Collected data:
****************************************
//! Domain identifier types with validation
//!
//! Newtype wrappers for the two identifiers the engine passes around: the
//! dispatch key of a message and the logical id of an output resource.

use serde::{Deserialize, Serialize};
use std::fmt;
use std::str::FromStr;

/// Maximum length of a logical resource id
pub const MAX_RESOURCE_ID_LEN: usize = 64;

/// Dispatch key: message type plus trigger event
///
/// Ordering is lexicographic on (type, trigger), which is the order the
/// registry advertises its events in.
///
/// # Examples
///
/// ```
/// use v2fhir::domain::ids::EventKey;
/// use std::str::FromStr;
///
/// let key = EventKey::from_str("ADT^A01").unwrap();
/// assert_eq!(key.message_type(), "ADT");
/// assert_eq!(key.trigger_event(), "A01");
/// assert_eq!(key.to_string(), "ADT^A01");
/// ```
#[derive(Debug, Clone, PartialEq, Eq, Hash, PartialOrd, Ord, Serialize, Deserialize)]
pub struct EventKey {
    message_type: String,
    trigger_event: String,
}

impl EventKey {
    /// Creates a new EventKey
    ///
    /// Values are kept exactly as given; matching is case-sensitive.
    pub fn new(
        message_type: impl Into<String>,
        trigger_event: impl Into<String>,
    ) -> Result<Self, String> {
        let message_type = message_type.into();
        let trigger_event = trigger_event.into();
        if message_type.trim().is_empty() {
            return Err("Message type cannot be empty".to_string());
        }
        if trigger_event.trim().is_empty() {
            return Err("Trigger event cannot be empty".to_string());
        }
        Ok(Self {
            message_type,
            trigger_event,
        })
    }

    /// Message type code (MSH-9.1)
    pub fn message_type(&self) -> &str {
        &self.message_type
    }

    /// Trigger event code (MSH-9.2)
    pub fn trigger_event(&self) -> &str {
        &self.trigger_event
    }
}

impl fmt::Display for EventKey {
    fn fmt(&self, f: &mut fmt::Formatter<'_>) -> fmt::Result {
        write!(f, "{}^{}", self.message_type, self.trigger_event)
    }
}

impl FromStr for EventKey {
    type Err = String;

    fn from_str(s: &str) -> Result<Self, Self::Err> {
        let mut parts = s.split('^');
        let message_type = parts.next().unwrap_or_default();
        let trigger_event = parts
            .next()
            .ok_or_else(|| format!("Invalid event key '{s}'. Expected TYPE^TRIGGER"))?;
        Self::new(message_type, trigger_event)
    }
}

/// Logical id of an output resource
///
/// Restricted to `[A-Za-z0-9.-]{1,64}` so that every produced reference is
/// valid downstream without repair.
///
/// # Examples
///
/// ```
/// use v2fhir::domain::ids::ResourceId;
///
/// assert!(ResourceId::new("12345").is_ok());
/// assert!(ResourceId::new("has space").is_err());
///
/// let id = ResourceId::sanitized("MRN 0042/A").unwrap();
/// assert_eq!(id.as_str(), "MRN-0042-A");
/// ```
#[derive(Debug, Clone, PartialEq, Eq, Hash, PartialOrd, Ord, Serialize, Deserialize)]
#[serde(transparent)]
pub struct ResourceId(String);

impl ResourceId {
    /// Creates a ResourceId, rejecting characters outside the id charset
    pub fn new(id: impl Into<String>) -> Result<Self, String> {
        let id = id.into();
        if id.is_empty() {
            return Err("Resource id cannot be empty".to_string());
        }
        if id.len() > MAX_RESOURCE_ID_LEN {
            return Err(format!(
                "Resource id longer than {MAX_RESOURCE_ID_LEN} characters: {id}"
            ));
        }
        if let Some(bad) = id.chars().find(|c| !is_id_char(*c)) {
            return Err(format!("Invalid character {bad:?} in resource id {id}"));
        }
        Ok(Self(id))
    }

    /// Builds an id from arbitrary source text
    ///
    /// Characters outside the charset become `-`, runs of `-` collapse, and
    /// the result is truncated to 64 characters. Returns `None` when nothing
    /// usable remains.
    pub fn sanitized(raw: &str) -> Option<Self> {
        let mut out = String::with_capacity(raw.len());
        for c in raw.trim().chars() {
            let c = if is_id_char(c) { c } else { '-' };
            if c == '-' && out.ends_with('-') {
                continue;
            }
            out.push(c);
        }
        let trimmed: String = out
            .trim_matches('-')
            .chars()
            .take(MAX_RESOURCE_ID_LEN)
            .collect();
        if trimmed.is_empty() {
            None
        } else {
            Some(Self(trimmed))
        }
    }

    /// Returns the id as a string slice
    pub fn as_str(&self) -> &str {
        &self.0
    }

    /// Consumes self and returns the inner String
    pub fn into_inner(self) -> String {
        self.0
    }
}

fn is_id_char(c: char) -> bool {
    c.is_ascii_alphanumeric() || c == '-' || c == '.'
}

impl fmt::Display for ResourceId {
    fn fmt(&self, f: &mut fmt::Formatter<'_>) -> fmt::Result {
        write!(f, "{}", self.0)
    }
}

impl FromStr for ResourceId {
    type Err = String;

    fn from_str(s: &str) -> Result<Self, Self::Err> {
        Self::new(s)
    }
}

impl AsRef<str> for ResourceId {
    fn as_ref(&self) -> &str {
        &self.0
    }
}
****************************************
Exercise directions: Copy all the data. Match it exactly.

Answer space:
//! Domain identifier types with validation
//!
//! Newtype wrappers for the two identifiers the engine passes around: the
//! dispatch key of a message and the logical id of an output resource.

use serde::{Deserialize, Serialize};
use std::fmt;
use std::str::FromStr;

/// Maximum length of a logical resource id
pub const MAX_RESOURCE_ID_LEN: usize = 64;

/// Dispatch key: message type plus trigger event
///
/// Ordering is lexicographic on (type, trigger), which is the order the
/// registry advertises its events in.
///
/// # Examples
///
/// ```
/// use v2fhir::domain::ids::EventKey;
/// use std::str::FromStr;
///
/// let key = EventKey::from_str("ADT^A01").unwrap();
/// assert_eq!(key.message_type(), "ADT");
/// assert_eq!(key.trigger_event(), "A01");
/// assert_eq!(key.to_string(), "ADT^A01");
/// ```
#[derive(Debug, Clone, PartialEq, Eq, Hash, PartialOrd, Ord, Serialize, Deserialize)]
pub struct EventKey {
    message_type: String,
    trigger_event: String,
}

impl EventKey {
    /// Creates a new EventKey
    ///
    /// Values are kept exactly as given; matching is case-sensitive.
    pub fn new(
        message_type: impl Into<String>,
        trigger_event: impl Into<String>,
    ) -> Result<Self, String> {
        let message_type = message_type.into();
        let trigger_event = trigger_event.into();
        if message_type.trim().is_empty() {
            return Err("Message type cannot be empty".to_string());
        }
        if trigger_event.trim().is_empty() {
            return Err("Trigger event cannot be empty".to_string());
        }
        Ok(Self {
            message_type,
            trigger_event,
        })
    }

    /// Message type code (MSH-9.1)
    pub fn message_type(&self) -> &str {
        &self.message_type
    }

    /// Trigger event code (MSH-9.2)
    pub fn trigger_event(&self) -> &str {
        &self.trigger_event
    }
}

impl fmt::Display for EventKey {
    fn fmt(&self, f: &mut fmt::Formatter<'_>) -> fmt::Result {
        write!(f, "{}^{}", self.message_type, self.trigger_event)
    }
}

impl FromStr for EventKey {
    type Err = String;

    fn from_str(s: &str) -> Result<Self, Self::Err> {
        let mut parts = s.split('^');
        let message_type = parts.next().unwrap_or_default();
        let trigger_event = parts
            .next()
            .ok_or_else(|| format!("Invalid event key '{s}'. Expected TYPE^TRIGGER"))?;
        Self::new(message_type, trigger_event)
    }
}

/// Logical id of an output resource
///
/// Restricted to `[A-Za-z0-9.-]{1,64}` so that every produced reference is
/// valid downstream without repair.
///
/// # Examples
///
/// ```
/// use v2fhir::domain::ids::ResourceId;
///
/// assert!(ResourceId::new("12345").is_ok());
/// assert!(ResourceId::new("has space").is_err());
///
/// let id = ResourceId::sanitized("MRN 0042/A").unwrap();
/// assert_eq!(id.as_str(), "MRN-0042-A");
/// ```
#[derive(Debug, Clone, PartialEq, Eq, Hash, PartialOrd, Ord, Serialize, Deserialize)]
#[serde(transparent)]
pub struct ResourceId(String);

impl ResourceId {
    /// Creates a ResourceId, rejecting characters outside the id charset
    pub fn new(id: impl Into<String>) -> Result<Self, String> {
        let id = id.into();
        if id.is_empty() {
            return Err("Resource id cannot be empty".to_string());
        }
        if id.len() > MAX_RESOURCE_ID_LEN {
            return Err(format!(
                "Resource id longer than {MAX_RESOURCE_ID_LEN} characters: {id}"
            ));
        }
        if let Some(bad) = id.chars().find(|c| !is_id_char(*c)) {
            return Err(format!("Invalid character {bad:?} in resource id {id}"));
        }
        Ok(Self(id))
    }

    /// Builds an id from arbitrary source text
    ///
    /// Characters outside the charset become `-`, runs of `-` collapse, and
    /// the result is truncated to 64 characters. Returns `None` when nothing
    /// usable remains.
    pub fn sanitized(raw: &str) -> Option<Self> {
        let mut out = String::with_capacity(raw.len());
        for c in raw.trim().chars() {
            let c = if is_id_char(c) { c } else { '-' };
            if c == '-' && out.ends_with('-') {
                continue;
            }
            out.push(c);
        }
        let trimmed: String = out
            .trim_matches('-')
            .chars()
            .take(MAX_RESOURCE_ID_LEN)
            .collect();
        if trimmed.is_empty() {
            None
        } else {
            Some(Self(trimmed))
        }
    }

    /// Returns the id as a string slice
    pub fn as_str(&self) -> &str {
        &self.0
    }

    /// Consumes self and returns the inner String
    pub fn into_inner(self) -> String {
        self.0
    }
}

fn is_id_char(c: char) -> bool {
    c.is_ascii_alphanumeric() || c == '-' || c == '.'
}

impl fmt::Display for ResourceId {
    fn fmt(&self, f: &mut fmt::Formatter<'_>) -> fmt::Result {
        write!(f, "{}", self.0)
    }
}

impl FromStr for ResourceId {
    type Err = String;

    fn from_str(s: &str) -> Result<Self, Self::Err> {
        Self::new(s)
    }
}

impl AsRef<str> for ResourceId {
    fn as_ref(&self) -> &str {
        &self.0
    }
}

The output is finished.